*Aim of the task:* Start at the line below containing "#[derive(Error, Debug)]" and stop at the line containing "impl fmt::Display for". Repeat every line of that stretch exactly, and nothing outside it.

*Input for this task:*

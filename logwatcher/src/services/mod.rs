//! Long-running services of the pipeline.

pub mod error_sink;
pub mod orchestrator;
pub mod signal;

pub use error_sink::{ErrorReporter, ErrorSink, SinkStats, error_sink};
pub use orchestrator::{Orchestrator, RunSummary, run};
pub use signal::shutdown_signal;
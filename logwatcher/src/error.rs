//! Application-wide error types.

use std::fmt;

use tail_source::SourceError;
use thiserror::Error;

/// Application-wide result type.
pub type Result<T> = std::result::Result<T, Error>;

/// Application-wide error type.
#[derive(Error, Debug)]
pub enum Error {
    #[error("Configuration error:\n{}", join_lines(.0))]
    Configuration(Vec<String>),

    #[error("Source {source_id} failed: {error}")]
    Source {
        source_id: String,
        #[source]
        error: SourceError,
    },

    #[error("Delivery failed: {}", join_failures(.0))]
    Delivery(Vec<ChannelFailure>),

    #[error("Giving up on alert \"{subject}\" after {attempts} attempts: {last_error}")]
    DeliveryExhausted {
        subject: String,
        attempts: u32,
        last_error: String,
    },

    #[error("{channel} error: {message}")]
    Channel {
        channel: &'static str,
        message: String,
    },

    #[error("Operation cancelled")]
    Cancelled,

    #[error("Alert queue closed")]
    QueueClosed,

    #[error("No watch source left running, {failed} stopped with errors")]
    SourcesExhausted { failed: usize },

    #[error("Task panicked: {0}")]
    TaskPanicked(String),

    #[error("IO error: {0}")]
    Io(#[from] std::io::Error),

    #[error("Serialization error: {0}")]
    Serialization(#[from] serde_json::Error),

    #[error("{0}")]
    Other(String),
}

impl Error {
    pub fn config(msg: impl Into<String>) -> Self {
        Self::Configuration(vec![msg.into()])
    }

    pub fn channel(channel: &'static str, message: impl Into<String>) -> Self {
        Self::Channel {
            channel,
            message: message.into(),
        }
    }

    /// Whether this error is the expected result of a shutdown.
    pub fn is_cancelled(&self) -> bool {
        matches!(self, Self::Cancelled)
    }
}

/// A single provider failure inside a fan-out delivery.
#[derive(Debug, Clone, PartialEq, Eq)]
pub struct ChannelFailure {
    pub channel: String,
    pub message: String,
}

impl fmt::Display for ChannelFailure {
    fn fmt(&self, f: &mut fmt::Formatter<'_>) -> fmt::Result {
        write!(f, "{}: {}", self.channel, self.message)
    }
}

fn join_lines(errors: &[String]) -> String {
    errors
        .iter()
        .map(|e| format!("  - {e}"))
        .collect::<Vec<_>>()
        .join("\n")
}

fn join_failures(failures: &[ChannelFailure]) -> String {
    failures
        .iter()
        .map(ToString::to_string)
        .collect::<Vec<_>>()
        .join("; ")
}

#[cfg(test)]
mod tests {
    use super::*;

    #[test]
    fn test_configuration_lists_every_problem() {
        let err = Error::Configuration(vec![
            "files[0]: filename must not be empty".to_string(),
            "retry.max_attempts must be at least 1".to_string(),
        ]);
        let text = err.to_string();
        assert!(text.contains("  - files[0]: filename must not be empty"));
        assert!(text.contains("  - retry.max_attempts must be at least 1"));
    }

    #[test]
    fn test_delivery_lists_every_channel() {
        let err = Error::Delivery(vec![
            ChannelFailure {
                channel: "telegram".to_string(),
                message: "401".to_string(),
            },
            ChannelFailure {
                channel: "email".to_string(),
                message: "connection refused".to_string(),
            },
        ]);
        assert_eq!(
            err.to_string(),
            "Delivery failed: telegram: 401; email: connection refused"
        );
    }

    #[test]
    fn test_is_cancelled() {
        assert!(Error::Cancelled.is_cancelled());
        assert!(!Error::QueueClosed.is_cancelled());
    }
}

*Exercise response:*
#[derive(Error, Debug)]
pub enum Error {
    #[error("Configuration error:\n{}", join_lines(.0))]
    Configuration(Vec<String>),

    #[error("Source {source_id} failed: {error}")]
    Source {
        source_id: String,
        #[source]
        error: SourceError,
    },

    #[error("Delivery failed: {}", join_failures(.0))]
    Delivery(Vec<ChannelFailure>),

    #[error("Giving up on alert \"{subject}\" after {attempts} attempts: {last_error}")]
    DeliveryExhausted {
        subject: String,
        attempts: u32,
        last_error: String,
    },

    #[error("{channel} error: {message}")]
    Channel {
        channel: &'static str,
        message: String,
    },

    #[error("Operation cancelled")]
    Cancelled,

    #[error("Alert queue closed")]
    QueueClosed,

    #[error("No watch source left running, {failed} stopped with errors")]
    SourcesExhausted { failed: usize },

    #[error("Task panicked: {0}")]
    TaskPanicked(String),

    #[error("IO error: {0}")]
    Io(#[from] std::io::Error),

    #[error("Serialization error: {0}")]
    Serialization(#[from] serde_json::Error),

    #[error("{0}")]
    Other(String),
}

impl Error {
    pub fn config(msg: impl Into<String>) -> Self {
        Self::Configuration(vec![msg.into()])
    }

    pub fn channel(channel: &'static str, message: impl Into<String>) -> Self {
        Self::Channel {
            channel,
            message: message.into(),
        }
    }

    /// Whether this error is the expected result of a shutdown.
    pub fn is_cancelled(&self) -> bool {
        matches!(self, Self::Cancelled)
    }
}

/// A single provider failure inside a fan-out delivery.
#[derive(Debug, Clone, PartialEq, Eq)]
pub struct ChannelFailure {
    pub channel: String,
    pub message: String,
}

impl fmt::Display for ChannelFailure {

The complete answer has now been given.